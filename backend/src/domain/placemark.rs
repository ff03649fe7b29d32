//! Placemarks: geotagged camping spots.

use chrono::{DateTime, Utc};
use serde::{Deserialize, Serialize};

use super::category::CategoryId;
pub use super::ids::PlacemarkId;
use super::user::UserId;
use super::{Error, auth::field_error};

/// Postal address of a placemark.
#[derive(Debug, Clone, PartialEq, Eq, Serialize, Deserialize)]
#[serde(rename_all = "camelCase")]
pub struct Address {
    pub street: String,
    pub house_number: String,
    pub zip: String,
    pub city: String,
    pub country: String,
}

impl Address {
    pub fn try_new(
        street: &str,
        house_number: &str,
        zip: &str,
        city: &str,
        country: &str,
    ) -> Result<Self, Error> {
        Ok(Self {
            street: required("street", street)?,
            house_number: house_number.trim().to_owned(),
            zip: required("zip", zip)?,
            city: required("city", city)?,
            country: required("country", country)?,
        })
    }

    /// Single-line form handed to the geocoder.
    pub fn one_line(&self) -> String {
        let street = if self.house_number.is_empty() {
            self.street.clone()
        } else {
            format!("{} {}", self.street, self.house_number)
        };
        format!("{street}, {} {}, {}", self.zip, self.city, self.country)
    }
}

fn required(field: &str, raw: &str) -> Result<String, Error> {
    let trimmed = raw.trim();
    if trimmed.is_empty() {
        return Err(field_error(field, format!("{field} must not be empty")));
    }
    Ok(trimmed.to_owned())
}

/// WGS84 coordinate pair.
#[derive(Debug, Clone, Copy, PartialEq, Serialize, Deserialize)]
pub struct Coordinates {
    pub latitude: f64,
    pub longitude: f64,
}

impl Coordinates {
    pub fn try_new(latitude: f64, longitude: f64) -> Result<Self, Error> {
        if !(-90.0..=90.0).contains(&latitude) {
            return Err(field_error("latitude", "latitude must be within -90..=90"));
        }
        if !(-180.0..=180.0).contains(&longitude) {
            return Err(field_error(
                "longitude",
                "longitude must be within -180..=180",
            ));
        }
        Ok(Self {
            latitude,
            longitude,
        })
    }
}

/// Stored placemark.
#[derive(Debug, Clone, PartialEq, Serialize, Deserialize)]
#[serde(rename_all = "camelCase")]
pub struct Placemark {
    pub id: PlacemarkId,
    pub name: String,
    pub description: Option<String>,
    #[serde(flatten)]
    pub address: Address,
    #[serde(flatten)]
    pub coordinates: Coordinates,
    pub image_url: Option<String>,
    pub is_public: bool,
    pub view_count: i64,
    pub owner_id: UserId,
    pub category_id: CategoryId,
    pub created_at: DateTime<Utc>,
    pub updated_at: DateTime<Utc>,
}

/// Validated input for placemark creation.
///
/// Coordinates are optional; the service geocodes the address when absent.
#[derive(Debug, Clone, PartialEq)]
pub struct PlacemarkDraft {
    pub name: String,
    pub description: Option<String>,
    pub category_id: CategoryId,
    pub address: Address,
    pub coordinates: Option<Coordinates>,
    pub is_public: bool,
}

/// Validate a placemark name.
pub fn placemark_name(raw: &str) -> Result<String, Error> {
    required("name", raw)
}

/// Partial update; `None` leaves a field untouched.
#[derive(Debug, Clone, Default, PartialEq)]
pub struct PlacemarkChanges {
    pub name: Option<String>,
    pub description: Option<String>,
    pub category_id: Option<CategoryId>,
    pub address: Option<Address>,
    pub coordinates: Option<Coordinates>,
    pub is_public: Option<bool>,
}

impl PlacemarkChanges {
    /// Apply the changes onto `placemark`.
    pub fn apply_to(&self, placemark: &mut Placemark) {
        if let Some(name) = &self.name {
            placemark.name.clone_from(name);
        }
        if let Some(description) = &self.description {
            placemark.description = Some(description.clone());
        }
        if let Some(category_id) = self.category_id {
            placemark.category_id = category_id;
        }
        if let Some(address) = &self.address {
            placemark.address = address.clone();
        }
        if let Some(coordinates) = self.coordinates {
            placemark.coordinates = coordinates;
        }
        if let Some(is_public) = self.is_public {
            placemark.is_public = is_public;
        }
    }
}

::::

◆ Exercise requirements
A word-for-word copy of the lines above from the one with "if let Some(description)" through the one with "if let Some(address)", inclusive, is the only output wanted.

◆ Solution below
        if let Some(description) = &self.description {
            placemark.description = Some(description.clone());
        }
        if let Some(category_id) = self.category_id {
            placemark.category_id = category_id;
        }
        if let Some(address) = &self.address {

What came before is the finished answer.